**Aim of the exercise:** Tally the lines of these entries that include "title"; respond with only that tally.

- Opening Delimiter -

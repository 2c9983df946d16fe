use super::*;

fn cols(raw: &[&str]) -> Vec<ColumnRef> {
    ColumnRef::parse_all(raw).unwrap()
}

#[test]
fn select_joins_columns_in_call_order() {
    let b = StatementBuilder::postgres();
    let (sql, keys) = b
        .build_select(&cols(&["id", "username", "email"]), "users", "WHERE id = $1")
        .unwrap();

    assert_eq!(sql, "SELECT id, username, email FROM users WHERE id = $1");
    assert_eq!(keys, vec!["id", "username", "email"]);
}

#[test]
fn select_single_column_without_condition() {
    let b = StatementBuilder::postgres();
    let (sql, keys) = b.build_select(&cols(&["id"]), "public.users", "").unwrap();

    assert_eq!(sql, "SELECT id FROM public.users");
    assert_eq!(keys, vec!["id"]);
}

#[test]
fn select_projection_count_matches_column_count() {
    let b = StatementBuilder::postgres();
    for k in 1..=12 {
        let names: Vec<String> = (0..k).map(|i| format!("c{i}")).collect();
        let columns = ColumnRef::parse_all(&names).unwrap();
        let (sql, keys) = b.build_select(&columns, "t", "").unwrap();

        let projection = sql
            .strip_prefix("SELECT ")
            .and_then(|s| s.strip_suffix(" FROM t"))
            .unwrap();
        let parts: Vec<&str> = projection.split(", ").collect();
        assert_eq!(parts, names);
        assert_eq!(keys, names);
    }
}

#[test]
fn select_resolves_aliases_for_record_keys() {
    let b = StatementBuilder::postgres();
    let (sql, keys) = b
        .build_select(
            &cols(&[
                "u.id",
                "u.name AS user_name",
                "count(*) as total",
                r#"email As "Primary Email""#,
                "cast(score as int)",
            ]),
            "users u",
            "GROUP BY u.id",
        )
        .unwrap();

    assert_eq!(
        sql,
        r#"SELECT u.id, u.name AS user_name, count(*) as total, email As "Primary Email", cast(score as int) FROM users u GROUP BY u.id"#
    );
    assert_eq!(
        keys,
        vec![
            "u.id",
            "user_name",
            "total",
            "Primary Email",
            "cast(score as int)"
        ]
    );
}

#[test]
fn alias_uses_last_as_keyword() {
    let c = ColumnRef::parse("(SELECT name AS n FROM t LIMIT 1) AS first_name").unwrap();
    assert_eq!(c.record_key(), "first_name");

    let c = ColumnRef::parse(r#"name AS "say ""hi""""#).unwrap();
    assert_eq!(c.record_key(), r#"say "hi""#);

    let c = ColumnRef::parse("alias_count").unwrap();
    assert_eq!(c.record_key(), "alias_count");
}

#[test]
fn select_ignores_append_modifier() {
    let b = StatementBuilder::postgres();
    let (sql, keys) = b.build_select(&cols(&["tags.append"]), "posts", "").unwrap();
    assert_eq!(sql, "SELECT tags FROM posts");
    assert_eq!(keys, vec!["tags"]);
}

#[test]
fn update_numbers_columns_from_one() {
    let b = StatementBuilder::postgres();
    let sql = b
        .build_update(&cols(&["name", "email", "age"]), "users", "WHERE id = $4", 4)
        .unwrap();
    assert_eq!(
        sql,
        "UPDATE users SET name = $1, email = $2, age = $3 WHERE id = $4"
    );
}

#[test]
fn update_single_column() {
    let b = StatementBuilder::postgres();
    let sql = b
        .build_update(&cols(&["name"]), "users", "WHERE id = $2", 2)
        .unwrap();
    assert_eq!(sql, "UPDATE users SET name = $1 WHERE id = $2");
}

#[test]
fn update_array_append_keeps_numbering() {
    let b = StatementBuilder::postgres();
    let sql = b
        .build_update(
            &cols(&["title", "tags.append", "views"]),
            "posts",
            "WHERE id = $4",
            4,
        )
        .unwrap();
    assert_eq!(
        sql,
        "UPDATE posts SET title = $1, tags = array_append(tags, $2), views = $3 WHERE id = $4"
    );
}

#[test]
fn update_array_append_on_last_column() {
    let b = StatementBuilder::postgres();
    let sql = b
        .build_update(&cols(&["title", "tags.append"]), "posts", "", 2)
        .unwrap();
    assert_eq!(
        sql,
        "UPDATE posts SET title = $1, tags = array_append(tags, $2)"
    );
}

#[test]
fn update_rejects_too_few_params() {
    let b = StatementBuilder::postgres();
    let err = b
        .build_update(&cols(&["a", "b"]), "t", "", 1)
        .unwrap_err();
    assert!(err.is_config());
}

#[test]
fn append_suffix_must_match_exactly() {
    let c = ColumnRef::parse("appended_at").unwrap();
    assert_eq!(c.modifier(), Modifier::Plain);
    assert_eq!(c.name(), "appended_at");

    let c = ColumnRef::parse("history.append").unwrap();
    assert_eq!(c.modifier(), Modifier::ArrayAppend);
    assert_eq!(c.name(), "history");
    assert_eq!(c.to_string(), "history.append");

    assert!(ColumnRef::parse(".append").unwrap_err().is_config());
    assert!(ColumnRef::parse("  ").unwrap_err().is_config());
    assert!(ColumnRef::append("").unwrap_err().is_config());
}

#[test]
fn constructors_trim_like_parse() {
    let b = StatementBuilder::postgres();
    let columns = vec![
        ColumnRef::plain(" id ").unwrap(),
        ColumnRef::append("\ttags ").unwrap(),
    ];
    assert_eq!(columns[0], ColumnRef::parse("  id").unwrap());
    assert_eq!(columns[1].name(), "tags");

    let (sql, keys) = b.build_select(&columns[..1], "users", "").unwrap();
    assert_eq!(sql, "SELECT id FROM users");
    assert_eq!(keys, vec!["id"]);

    let sql = b.build_update(&columns, "users", "WHERE id = $3", 3).unwrap();
    assert_eq!(sql, "UPDATE users SET id = $1, tags = array_append(tags, $2) WHERE id = $3");
}

#[test]
fn insert_has_one_placeholder_per_column_and_returning() {
    let b = StatementBuilder::postgres();
    let sql = b
        .build_insert(&cols(&["username", "email", "age"]), "users", "id")
        .unwrap();
    assert_eq!(
        sql,
        "INSERT INTO users (username, email, age) VALUES ($1, $2, $3) RETURNING id"
    );
}

#[test]
fn insert_requires_primary_key() {
    let b = StatementBuilder::postgres();
    assert!(b.build_insert(&cols(&["a"]), "t", " ").unwrap_err().is_config());
}

#[test]
fn delete_builds_conjunctive_predicates() {
    let b = StatementBuilder::postgres();
    let sql = b
        .build_delete(&cols(&["user_id", "tenant_id"]), "users")
        .unwrap();
    assert_eq!(
        sql,
        "DELETE FROM users WHERE user_id = $1 AND tenant_id = $2"
    );
}

#[test]
fn delete_single_column() {
    let b = StatementBuilder::postgres();
    let sql = b.build_delete(&cols(&["id"]), "users").unwrap();
    assert_eq!(sql, "DELETE FROM users WHERE id = $1");
}

#[test]
fn every_builder_rejects_empty_columns() {
    let b = StatementBuilder::postgres();
    assert!(b.build_select(&[], "t", "").unwrap_err().is_config());
    assert!(b.build_update(&[], "t", "", 0).unwrap_err().is_config());
    assert!(b.build_insert(&[], "t", "id").unwrap_err().is_config());
    assert!(b.build_delete(&[], "t").unwrap_err().is_config());
}

#[test]
fn every_builder_rejects_empty_table() {
    let b = StatementBuilder::postgres();
    let c = cols(&["id"]);
    assert!(b.build_select(&c, "", "").unwrap_err().is_config());
    assert!(b.build_update(&c, " ", "", 1).unwrap_err().is_config());
    assert!(b.build_insert(&c, "", "id").unwrap_err().is_config());
    assert!(b.build_delete(&c, "").unwrap_err().is_config());
}

#[test]
fn placeholders_are_contiguous() {
    let mut p = Placeholders::new(Dialect::Postgres);
    let mut out = String::new();
    for expected in 1..=5 {
        assert_eq!(p.push_next(&mut out), expected);
        out.push(' ');
    }
    assert_eq!(out, "$1 $2 $3 $4 $5 ");
    assert_eq!(p.issued(), 5);
}

#[test]
fn question_mark_dialect() {
    let b = StatementBuilder::new(Dialect::QuestionMark);
    assert_eq!(
        b.build_delete(&cols(&["a", "b"]), "t").unwrap(),
        "DELETE FROM t WHERE a = ? AND b = ?"
    );
    assert_eq!(
        b.build_insert(&cols(&["a", "b"]), "t", "id").unwrap(),
        "INSERT INTO t (a, b) VALUES (?, ?) RETURNING id"
    );
    assert_eq!(
        b.build_update(&cols(&["a", "tags.append"]), "t", "WHERE id = ?", 3)
            .unwrap(),
        "UPDATE t SET a = ?, tags = array_append(tags, ?) WHERE id = ?"
    );
}

#[test]
fn statement_renders_params_for_diagnostics() {
    let id = 7_i64;
    let name = "alice";
    let stmt = Statement::new(
        Verb::Update,
        "UPDATE users SET name = $1 WHERE id = $2",
        &[&name, &id],
    );
    assert_eq!(stmt.verb(), Verb::Update);
    assert_eq!(stmt.params().len(), 2);
    assert_eq!(stmt.rendered_params(), vec!["\"alice\"", "7"]);
}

- Closing Delimiter -

**Your solution:** 4